(RECORDS FOR THE TASK Opens)

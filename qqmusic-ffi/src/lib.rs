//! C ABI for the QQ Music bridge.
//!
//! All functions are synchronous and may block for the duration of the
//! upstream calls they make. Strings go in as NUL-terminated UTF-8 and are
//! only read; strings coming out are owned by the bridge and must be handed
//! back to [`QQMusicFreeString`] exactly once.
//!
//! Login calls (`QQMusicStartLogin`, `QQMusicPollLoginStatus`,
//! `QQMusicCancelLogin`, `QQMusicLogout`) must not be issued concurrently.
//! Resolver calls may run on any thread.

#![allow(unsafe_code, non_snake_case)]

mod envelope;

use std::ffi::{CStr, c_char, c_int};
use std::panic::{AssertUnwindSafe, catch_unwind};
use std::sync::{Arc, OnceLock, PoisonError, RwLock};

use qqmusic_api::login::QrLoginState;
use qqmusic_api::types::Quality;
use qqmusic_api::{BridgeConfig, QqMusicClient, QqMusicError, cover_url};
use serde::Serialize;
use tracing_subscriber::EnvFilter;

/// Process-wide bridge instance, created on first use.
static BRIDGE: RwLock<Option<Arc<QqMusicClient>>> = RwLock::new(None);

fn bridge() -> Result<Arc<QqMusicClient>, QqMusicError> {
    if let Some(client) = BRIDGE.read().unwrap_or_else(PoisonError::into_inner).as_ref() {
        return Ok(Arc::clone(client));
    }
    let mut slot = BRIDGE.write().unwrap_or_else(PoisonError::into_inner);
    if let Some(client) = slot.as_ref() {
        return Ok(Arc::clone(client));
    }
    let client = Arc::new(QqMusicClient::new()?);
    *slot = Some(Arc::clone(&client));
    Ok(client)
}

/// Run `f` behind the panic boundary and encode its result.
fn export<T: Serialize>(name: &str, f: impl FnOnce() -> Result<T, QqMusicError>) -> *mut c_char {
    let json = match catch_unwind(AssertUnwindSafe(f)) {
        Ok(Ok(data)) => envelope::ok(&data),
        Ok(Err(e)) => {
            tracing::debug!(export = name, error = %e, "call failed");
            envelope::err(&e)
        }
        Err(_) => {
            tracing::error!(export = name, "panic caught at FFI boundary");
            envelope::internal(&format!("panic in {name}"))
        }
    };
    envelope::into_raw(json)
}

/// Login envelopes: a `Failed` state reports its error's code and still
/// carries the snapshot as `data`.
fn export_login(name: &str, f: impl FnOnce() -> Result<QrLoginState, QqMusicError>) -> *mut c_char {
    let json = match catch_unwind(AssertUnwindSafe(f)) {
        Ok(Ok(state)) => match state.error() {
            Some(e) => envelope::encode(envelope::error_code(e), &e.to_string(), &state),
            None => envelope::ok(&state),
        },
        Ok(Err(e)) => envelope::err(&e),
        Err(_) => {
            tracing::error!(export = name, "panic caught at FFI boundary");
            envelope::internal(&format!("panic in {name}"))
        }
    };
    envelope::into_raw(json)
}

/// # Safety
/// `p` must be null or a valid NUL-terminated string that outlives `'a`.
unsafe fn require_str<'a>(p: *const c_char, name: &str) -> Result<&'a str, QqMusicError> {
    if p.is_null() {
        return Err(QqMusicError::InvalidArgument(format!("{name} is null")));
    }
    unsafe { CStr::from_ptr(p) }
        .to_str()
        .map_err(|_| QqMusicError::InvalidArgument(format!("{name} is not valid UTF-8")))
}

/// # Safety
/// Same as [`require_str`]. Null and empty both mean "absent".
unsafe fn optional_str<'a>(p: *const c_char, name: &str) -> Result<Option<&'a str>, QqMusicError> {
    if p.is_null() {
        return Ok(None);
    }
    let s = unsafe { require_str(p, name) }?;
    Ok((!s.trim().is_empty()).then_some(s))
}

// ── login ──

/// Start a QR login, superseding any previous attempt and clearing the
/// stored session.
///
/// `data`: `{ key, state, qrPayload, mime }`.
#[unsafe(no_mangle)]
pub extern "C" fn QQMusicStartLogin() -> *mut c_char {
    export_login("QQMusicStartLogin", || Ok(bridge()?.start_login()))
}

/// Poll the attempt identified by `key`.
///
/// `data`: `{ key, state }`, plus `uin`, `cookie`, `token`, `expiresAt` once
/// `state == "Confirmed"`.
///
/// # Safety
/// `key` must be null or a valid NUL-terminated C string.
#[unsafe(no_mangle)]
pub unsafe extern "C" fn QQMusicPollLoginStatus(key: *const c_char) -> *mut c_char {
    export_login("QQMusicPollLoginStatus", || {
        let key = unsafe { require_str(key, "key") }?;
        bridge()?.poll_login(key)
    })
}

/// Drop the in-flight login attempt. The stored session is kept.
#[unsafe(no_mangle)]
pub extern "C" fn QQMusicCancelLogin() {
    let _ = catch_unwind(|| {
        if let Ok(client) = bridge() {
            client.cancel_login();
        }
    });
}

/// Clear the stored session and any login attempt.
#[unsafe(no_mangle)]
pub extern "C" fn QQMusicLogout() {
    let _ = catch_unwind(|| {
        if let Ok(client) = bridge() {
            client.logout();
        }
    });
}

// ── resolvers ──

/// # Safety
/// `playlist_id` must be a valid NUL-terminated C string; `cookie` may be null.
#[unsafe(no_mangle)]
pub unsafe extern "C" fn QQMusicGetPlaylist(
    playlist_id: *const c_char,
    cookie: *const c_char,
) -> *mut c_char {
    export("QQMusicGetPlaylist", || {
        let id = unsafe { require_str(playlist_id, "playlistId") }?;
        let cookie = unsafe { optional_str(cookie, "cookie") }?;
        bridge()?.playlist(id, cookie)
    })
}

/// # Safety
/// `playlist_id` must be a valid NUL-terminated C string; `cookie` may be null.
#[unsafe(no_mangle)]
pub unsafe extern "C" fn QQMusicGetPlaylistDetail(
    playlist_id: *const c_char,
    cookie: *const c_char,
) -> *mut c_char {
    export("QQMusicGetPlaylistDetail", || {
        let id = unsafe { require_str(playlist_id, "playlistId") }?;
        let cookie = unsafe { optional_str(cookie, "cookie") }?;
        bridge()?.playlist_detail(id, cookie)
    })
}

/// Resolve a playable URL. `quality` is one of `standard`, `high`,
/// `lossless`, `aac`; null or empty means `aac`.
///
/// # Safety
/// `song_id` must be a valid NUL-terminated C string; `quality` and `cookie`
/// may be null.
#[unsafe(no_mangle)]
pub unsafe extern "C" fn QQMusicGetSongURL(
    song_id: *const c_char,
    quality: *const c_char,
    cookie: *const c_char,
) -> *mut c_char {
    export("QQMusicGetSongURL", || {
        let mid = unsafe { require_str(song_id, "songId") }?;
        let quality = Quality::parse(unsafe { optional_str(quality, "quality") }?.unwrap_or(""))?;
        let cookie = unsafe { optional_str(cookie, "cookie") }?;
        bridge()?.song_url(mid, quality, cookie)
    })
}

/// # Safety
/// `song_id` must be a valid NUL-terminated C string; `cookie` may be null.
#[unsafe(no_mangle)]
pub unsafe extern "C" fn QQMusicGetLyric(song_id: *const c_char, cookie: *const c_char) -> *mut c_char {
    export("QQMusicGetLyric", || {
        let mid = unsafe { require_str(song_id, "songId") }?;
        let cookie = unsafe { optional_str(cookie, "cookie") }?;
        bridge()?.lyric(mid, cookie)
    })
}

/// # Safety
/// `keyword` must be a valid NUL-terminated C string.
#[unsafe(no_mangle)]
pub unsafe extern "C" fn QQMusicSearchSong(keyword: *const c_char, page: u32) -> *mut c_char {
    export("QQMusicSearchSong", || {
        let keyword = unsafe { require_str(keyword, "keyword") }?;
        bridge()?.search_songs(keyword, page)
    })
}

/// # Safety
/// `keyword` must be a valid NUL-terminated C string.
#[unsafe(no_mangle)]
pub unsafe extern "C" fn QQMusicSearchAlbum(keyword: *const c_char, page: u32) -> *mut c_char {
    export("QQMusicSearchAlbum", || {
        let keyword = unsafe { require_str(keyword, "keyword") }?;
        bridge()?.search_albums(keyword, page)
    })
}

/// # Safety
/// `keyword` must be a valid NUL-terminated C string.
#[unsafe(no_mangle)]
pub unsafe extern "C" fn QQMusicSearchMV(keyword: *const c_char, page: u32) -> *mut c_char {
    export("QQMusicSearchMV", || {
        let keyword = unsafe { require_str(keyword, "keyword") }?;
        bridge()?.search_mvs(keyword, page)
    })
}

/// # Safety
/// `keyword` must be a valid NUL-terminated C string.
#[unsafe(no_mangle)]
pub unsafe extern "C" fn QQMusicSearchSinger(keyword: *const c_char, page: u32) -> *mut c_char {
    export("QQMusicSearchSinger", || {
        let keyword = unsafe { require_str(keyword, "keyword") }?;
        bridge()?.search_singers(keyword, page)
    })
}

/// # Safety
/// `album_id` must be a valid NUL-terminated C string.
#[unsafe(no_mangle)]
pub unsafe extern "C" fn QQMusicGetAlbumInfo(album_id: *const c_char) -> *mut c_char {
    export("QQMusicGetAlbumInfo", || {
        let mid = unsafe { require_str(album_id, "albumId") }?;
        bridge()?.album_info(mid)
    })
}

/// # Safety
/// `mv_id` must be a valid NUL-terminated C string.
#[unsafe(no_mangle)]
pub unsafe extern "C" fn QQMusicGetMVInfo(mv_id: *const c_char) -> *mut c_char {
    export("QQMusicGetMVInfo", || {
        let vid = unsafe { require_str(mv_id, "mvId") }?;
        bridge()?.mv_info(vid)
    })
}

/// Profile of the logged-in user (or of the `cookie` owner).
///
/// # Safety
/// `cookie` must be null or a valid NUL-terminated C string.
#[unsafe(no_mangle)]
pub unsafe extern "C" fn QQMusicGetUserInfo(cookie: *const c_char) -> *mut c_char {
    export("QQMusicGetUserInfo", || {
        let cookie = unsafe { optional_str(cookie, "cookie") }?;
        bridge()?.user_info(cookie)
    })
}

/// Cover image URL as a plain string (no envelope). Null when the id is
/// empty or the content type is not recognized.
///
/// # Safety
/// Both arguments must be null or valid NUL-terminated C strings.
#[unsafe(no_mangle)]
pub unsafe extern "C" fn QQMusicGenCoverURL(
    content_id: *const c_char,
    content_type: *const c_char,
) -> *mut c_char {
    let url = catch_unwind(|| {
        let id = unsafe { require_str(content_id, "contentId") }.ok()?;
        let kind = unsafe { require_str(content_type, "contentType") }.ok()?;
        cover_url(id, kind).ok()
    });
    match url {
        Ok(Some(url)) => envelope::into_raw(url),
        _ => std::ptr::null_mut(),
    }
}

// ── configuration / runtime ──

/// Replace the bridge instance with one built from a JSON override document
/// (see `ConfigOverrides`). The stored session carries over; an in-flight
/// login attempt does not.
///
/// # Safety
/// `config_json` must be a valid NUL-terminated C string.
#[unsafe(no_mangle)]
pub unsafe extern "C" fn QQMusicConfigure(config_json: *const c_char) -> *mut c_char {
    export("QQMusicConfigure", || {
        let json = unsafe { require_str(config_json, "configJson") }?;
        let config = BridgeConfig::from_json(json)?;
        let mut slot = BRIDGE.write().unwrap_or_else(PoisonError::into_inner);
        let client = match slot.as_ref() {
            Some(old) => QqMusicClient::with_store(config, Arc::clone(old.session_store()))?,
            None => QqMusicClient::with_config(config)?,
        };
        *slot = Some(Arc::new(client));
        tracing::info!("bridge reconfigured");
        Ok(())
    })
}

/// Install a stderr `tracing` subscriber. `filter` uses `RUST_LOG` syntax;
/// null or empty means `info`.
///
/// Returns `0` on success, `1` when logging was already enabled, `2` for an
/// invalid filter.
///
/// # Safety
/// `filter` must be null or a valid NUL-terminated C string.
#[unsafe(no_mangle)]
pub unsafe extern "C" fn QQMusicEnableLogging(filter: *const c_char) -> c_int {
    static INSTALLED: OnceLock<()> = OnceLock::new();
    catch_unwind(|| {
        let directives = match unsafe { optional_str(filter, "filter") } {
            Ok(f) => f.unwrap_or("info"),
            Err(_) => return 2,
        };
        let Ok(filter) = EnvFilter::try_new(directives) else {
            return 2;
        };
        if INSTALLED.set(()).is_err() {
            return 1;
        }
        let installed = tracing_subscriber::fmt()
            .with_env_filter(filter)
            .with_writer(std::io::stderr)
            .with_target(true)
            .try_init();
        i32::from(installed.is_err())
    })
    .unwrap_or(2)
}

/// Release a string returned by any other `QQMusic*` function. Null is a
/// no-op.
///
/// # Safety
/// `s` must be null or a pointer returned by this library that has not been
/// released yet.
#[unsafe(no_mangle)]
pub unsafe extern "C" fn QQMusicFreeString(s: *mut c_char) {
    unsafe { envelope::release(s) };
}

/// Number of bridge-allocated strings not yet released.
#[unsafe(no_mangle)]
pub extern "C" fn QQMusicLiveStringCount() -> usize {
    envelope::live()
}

(RECORDS FOR THE TASK Closes)

* _EXERCISE INSTRUCTIONS_
From the listing above, copy every line that includes the word "QQMusicGetMVInfo".

* _FINISHED EXERCISE_
pub unsafe extern "C" fn QQMusicGetMVInfo(mv_id: *const c_char) -> *mut c_char {
    export("QQMusicGetMVInfo", || {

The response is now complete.